Je trouve que la série sonne très faux. Les jeux d'acteurs sont souvent assez mauvais même parfois un peu venant de l'acteur principal. Et puis on nous montre un monde carcéral ultra violent par moment puis après de vrais bisounours, qui vont presque prendre l'apéro même si ils vendent de la drogue et butent des gens. Pour moi on dirait vraiment une télé-série correcte, pour passer le temps, c'est tout.
C’est du Taylor Sheridan avec ce qu’il y a de bien chez lui et ce qu’il y a de mauvais. Rien de plus, rien de moins. Mais certainement pas sa meilleure.
Série ultra prenante et sombre, Mayor of Kingstown plonge dans un univers brutal où le pouvoir, la corruption et la survie dictent tout. Ce qui fait la force de la série, c’est son réalisme : rien n’est idéalisé, chaque décision a des conséquences, et la tension est constante.
Les personnages sont complexes, intelligents, et surtout crédibles. On s’attache autant qu’on est mal à l’aise face à leurs choix. Le personnage principal est particulièrement réussi : stratégique, charismatique, mais coincé dans un système qui le dépasse.

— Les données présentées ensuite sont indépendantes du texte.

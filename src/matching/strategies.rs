use crate::error::LayoutError;
use crate::geometry::{self, NormalizedBounds};
use crate::layout::{TextLayoutProvider, TextSpan};
use crate::model::{ComponentMatch, Entity, StrategyKind};

use super::cache::BoundsCache;
use super::similarity::similarity;
use super::splitter::is_value_token;

const PARTIAL_BASE_CONFIDENCE: f64 = 0.7;
const PARTIAL_VALUE_BONUS: f64 = 0.2;
const PARTIAL_LABEL_BONUS: f64 = 0.1;
const AGGREGATION_SAME_PAGE_BONUS: f64 = 0.1;
const AGGREGATION_PROXIMITY_BONUS: f64 = 0.1;

/// Shared inputs for one strategy attempt.
#[derive(Clone, Copy)]
pub struct MatchContext<'a> {
    pub provider: &'a dyn TextLayoutProvider,
    pub cache: &'a BoundsCache,
}

#[derive(Debug, Clone, PartialEq)]
pub struct StrategyMatch {
    pub strategy: StrategyKind,
    pub confidence: f64,
    pub bounds: NormalizedBounds,
    pub component_matches: Vec<ComponentMatch>,
}

/// The closed set of matching strategies, cheapest first.
#[derive(Debug, Clone, Copy, PartialEq)]
pub enum Strategy {
    Exact,
    Partial,
    Aggregation { proximity_threshold: f64 },
    Fuzzy { threshold: f64 },
}

impl Strategy {
    pub fn kind(&self) -> StrategyKind {
        match self {
            Self::Exact => StrategyKind::Exact,
            Self::Partial => StrategyKind::Partial,
            Self::Aggregation { .. } => StrategyKind::Aggregation,
            Self::Fuzzy { .. } => StrategyKind::Fuzzy,
        }
    }

    /// `Ok(None)` means this strategy could not place the entity.
    pub fn attempt(
        &self,
        entity: &Entity,
        components: &[String],
        context: MatchContext<'_>,
    ) -> Result<Option<StrategyMatch>, LayoutError> {
        match *self {
            Self::Exact => match_exact(entity, context),
            Self::Partial => match_partial(components, context),
            Self::Aggregation {
                proximity_threshold,
            } => match_aggregation(components, proximity_threshold, context),
            Self::Fuzzy { threshold } => match_fuzzy(entity, threshold, context),
        }
    }
}

pub(crate) fn clamp_confidence(value: f64) -> f64 {
    debug_assert!(value.is_finite(), "confidence must be finite, got {value}");
    if value.is_finite() {
        value.clamp(0.0, 1.0)
    } else {
        0.0
    }
}

fn match_exact(
    entity: &Entity,
    context: MatchContext<'_>,
) -> Result<Option<StrategyMatch>, LayoutError> {
    let Some(bounds) = context
        .cache
        .find_first(context.provider, &entity.entity_name)?
    else {
        return Ok(None);
    };

    Ok(Some(StrategyMatch {
        strategy: StrategyKind::Exact,
        confidence: 1.0,
        bounds,
        component_matches: vec![ComponentMatch {
            text: entity.entity_name.clone(),
            bounds: Some(bounds),
        }],
    }))
}

fn match_partial(
    components: &[String],
    context: MatchContext<'_>,
) -> Result<Option<StrategyMatch>, LayoutError> {
    for component in components {
        let Some(bounds) = context.cache.find_first(context.provider, component)? else {
            continue;
        };

        let bonus = if is_value_token(component) {
            PARTIAL_VALUE_BONUS
        } else {
            PARTIAL_LABEL_BONUS
        };

        return Ok(Some(StrategyMatch {
            strategy: StrategyKind::Partial,
            confidence: clamp_confidence(PARTIAL_BASE_CONFIDENCE + bonus),
            bounds,
            component_matches: vec![ComponentMatch {
                text: component.clone(),
                bounds: Some(bounds),
            }],
        }));
    }

    Ok(None)
}

fn match_aggregation(
    components: &[String],
    proximity_threshold: f64,
    context: MatchContext<'_>,
) -> Result<Option<StrategyMatch>, LayoutError> {
    if components.is_empty() {
        return Ok(None);
    }

    let mut component_matches = Vec::<ComponentMatch>::with_capacity(components.len());
    for component in components {
        let bounds = context.cache.find_first(context.provider, component)?;
        component_matches.push(ComponentMatch {
            text: component.clone(),
            bounds,
        });
    }

    let found = component_matches
        .iter()
        .filter_map(|component| component.bounds)
        .collect::<Vec<NormalizedBounds>>();
    let Some(page) = majority_page(&found) else {
        return Ok(None);
    };

    let page_groups = geometry::group_by_page(&found);
    let same_page = page_groups.len() == 1;
    let Some(on_page) = page_groups.get(&page) else {
        return Ok(None);
    };
    let bounds = match geometry::merge(on_page) {
        Ok(bounds) => bounds,
        Err(_) => return Ok(None),
    };

    let mut confidence = found.len() as f64 / components.len() as f64;
    if same_page {
        confidence += AGGREGATION_SAME_PAGE_BONUS;
    }
    if bounds.area() < proximity_threshold {
        confidence += AGGREGATION_PROXIMITY_BONUS;
    }

    Ok(Some(StrategyMatch {
        strategy: StrategyKind::Aggregation,
        confidence: clamp_confidence(confidence),
        bounds,
        component_matches,
    }))
}

/// Page holding the most located components; ties go to the page found first.
fn majority_page(found: &[NormalizedBounds]) -> Option<u32> {
    let mut counts = Vec::<(u32, usize)>::new();
    for bounds in found {
        match counts.iter_mut().find(|(page, _)| *page == bounds.page()) {
            Some((_, count)) => *count += 1,
            None => counts.push((bounds.page(), 1)),
        }
    }

    let mut best: Option<(u32, usize)> = None;
    for (page, count) in counts {
        if best.is_none_or(|(_, best_count)| count > best_count) {
            best = Some((page, count));
        }
    }
    best.map(|(page, _)| page)
}

fn match_fuzzy(
    entity: &Entity,
    threshold: f64,
    context: MatchContext<'_>,
) -> Result<Option<StrategyMatch>, LayoutError> {
    let mut best: Option<(f64, TextSpan)> = None;

    for span in context.provider.spans()? {
        let score = similarity(&entity.entity_name, &span.text);
        if score <= threshold {
            continue;
        }
        if best
            .as_ref()
            .is_none_or(|(best_score, _)| score > *best_score)
        {
            best = Some((score, span));
        }
    }

    Ok(best.map(|(score, span)| StrategyMatch {
        strategy: StrategyKind::Fuzzy,
        confidence: clamp_confidence(score),
        bounds: span.bounds,
        component_matches: vec![ComponentMatch {
            text: span.text,
            bounds: Some(span.bounds),
        }],
    }))
}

L’ambiance est lourde, oppressante, et on enchaîne les épisodes sans s’en rendre compte. Ce n’est pas une série “fun”, mais une série intense, réaliste et addictive.
Une vraie réussite pour ceux qui aiment les univers sombres et les histoires sans compromis.

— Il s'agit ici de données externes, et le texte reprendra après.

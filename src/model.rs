use std::collections::BTreeMap;
use std::fmt;
use std::str::FromStr;

use serde::{Deserialize, Serialize};

use crate::error::ConfigError;
use crate::geometry::NormalizedBounds;

#[derive(Debug, Clone, PartialEq, Eq, Hash, Serialize, Deserialize)]
#[serde(from = "String", into = "String")]
pub enum EntityType {
    Kpi,
    Metric,
    Financial,
    Date,
    Organization,
    Person,
    Location,
    Product,
    Other(String),
}

impl EntityType {
    pub fn as_str(&self) -> &str {
        match self {
            Self::Kpi => "KPI",
            Self::Metric => "METRIC",
            Self::Financial => "FINANCIAL",
            Self::Date => "DATE",
            Self::Organization => "ORGANIZATION",
            Self::Person => "PERSON",
            Self::Location => "LOCATION",
            Self::Product => "PRODUCT",
            Self::Other(value) => value.as_str(),
        }
    }
}

impl From<&str> for EntityType {
    fn from(value: &str) -> Self {
        match value.trim().to_ascii_uppercase().as_str() {
            "KPI" => Self::Kpi,
            "METRIC" => Self::Metric,
            "FINANCIAL" => Self::Financial,
            "DATE" => Self::Date,
            "ORGANIZATION" | "ORG" => Self::Organization,
            "PERSON" => Self::Person,
            "LOCATION" => Self::Location,
            "PRODUCT" => Self::Product,
            _ => Self::Other(value.to_string()),
        }
    }
}

impl From<String> for EntityType {
    fn from(value: String) -> Self {
        Self::from(value.as_str())
    }
}

impl From<EntityType> for String {
    fn from(value: EntityType) -> Self {
        value.as_str().to_string()
    }
}

impl fmt::Display for EntityType {
    fn fmt(&self, f: &mut fmt::Formatter<'_>) -> fmt::Result {
        f.write_str(self.as_str())
    }
}

#[derive(Debug, Clone, PartialEq, Eq, Serialize, Deserialize)]
pub struct Entity {
    #[serde(alias = "name")]
    pub entity_name: String,
    #[serde(alias = "type")]
    pub entity_type: EntityType,
}

impl Entity {
    pub fn new(name: impl Into<String>, entity_type: impl Into<EntityType>) -> Self {
        Self {
            entity_name: name.into(),
            entity_type: entity_type.into(),
        }
    }
}

/// Entity list as produced upstream: a bare array or an object with an `entities` field.
#[derive(Debug, Clone, Deserialize)]
#[serde(untagged)]
pub enum EntityInput {
    List(Vec<Entity>),
    Document {
        #[serde(default)]
        pdf_file: Option<String>,
        entities: Vec<Entity>,
    },
}

impl EntityInput {
    pub fn into_entities(self) -> Vec<Entity> {
        match self {
            Self::List(entities) => entities,
            Self::Document { entities, .. } => entities,
        }
    }

    pub fn source_document(&self) -> Option<&str> {
        match self {
            Self::List(_) => None,
            Self::Document { pdf_file, .. } => pdf_file.as_deref(),
        }
    }
}

#[derive(Debug, Clone, Copy, PartialEq, Eq, PartialOrd, Ord, Hash, Serialize, Deserialize)]
#[serde(rename_all = "lowercase")]
pub enum StrategyKind {
    Exact,
    Partial,
    Aggregation,
    Fuzzy,
    None,
}

impl StrategyKind {
    pub fn as_str(self) -> &'static str {
        match self {
            Self::Exact => "exact",
            Self::Partial => "partial",
            Self::Aggregation => "aggregation",
            Self::Fuzzy => "fuzzy",
            Self::None => "none",
        }
    }
}

impl fmt::Display for StrategyKind {
    fn fmt(&self, f: &mut fmt::Formatter<'_>) -> fmt::Result {
        f.write_str(self.as_str())
    }
}

impl FromStr for StrategyKind {
    type Err = ConfigError;

    fn from_str(value: &str) -> Result<Self, Self::Err> {
        match value.trim().to_ascii_lowercase().as_str() {
            "exact" => Ok(Self::Exact),
            "partial" => Ok(Self::Partial),
            "aggregation" => Ok(Self::Aggregation),
            "fuzzy" => Ok(Self::Fuzzy),
            "none" => Ok(Self::None),
            _ => Err(ConfigError::UnknownStrategy(value.to_string())),
        }
    }
}

#[derive(Debug, Clone, PartialEq, Serialize, Deserialize)]
pub struct ComponentMatch {
    pub text: String,
    pub bounds: Option<NormalizedBounds>,
}

#[derive(Debug, Clone, PartialEq, Serialize, Deserialize)]
pub struct MatchRecord {
    pub entity_name: String,
    pub entity_type: EntityType,
    pub match_strategy: StrategyKind,
    pub confidence: f64,
    pub bounds: Option<NormalizedBounds>,
    pub component_matches: Vec<ComponentMatch>,
}

impl MatchRecord {
    pub fn unmatched(entity: &Entity) -> Self {
        Self {
            entity_name: entity.entity_name.clone(),
            entity_type: entity.entity_type.clone(),
            match_strategy: StrategyKind::None,
            confidence: 0.0,
            bounds: None,
            component_matches: Vec::new(),
        }
    }
}

#[derive(Debug, Clone, Default, PartialEq, Eq, Serialize, Deserialize)]
pub struct Statistics {
    pub total_entities: usize,
    pub matched: usize,
    pub partial_matched: usize,
    pub unmatched: usize,
    pub strategies_used: BTreeMap<String, usize>,
}

#[derive(Debug, Clone, PartialEq, Serialize, Deserialize)]
pub struct MatchReport {
    pub matched_entities: Vec<MatchRecord>,
    pub statistics: Statistics,
}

Mayor of Kingstown est une série qui m’a demandé de la patience. Les premiers épisodes ne m’ont pas du tout accroché, au point de me demander à plusieurs reprises si j’allais continuer. Honnêtement, sans un certain acharnement, je me serais arrêté bien avant. Il faut attendre environ cinq épisodes pour que les choses prennent enfin forme. Une fois le décor réellement posé, la série commence à devenir intéressante et trouve une dynamique plus engageante. À partir de là, on suit l’histoire avec davantage d’implication. Cela reste toutefois une série que je regarde avec intérêt, mais sans véritable impatience. On n’est pas dans ce type de production où l’on enchaîne les épisodes avec frénésie, mais plutôt dans quelque chose de plus posé, qui s’installe progressivement. Après avoir terminé la saison 1, je suis suffisamment intrigué pour continuer avec la saison 2. À voir maintenant comment la suite évoluera, mais pour le moment, l’envie de poursuivre est bien présente, sans être non plus totalement emballé.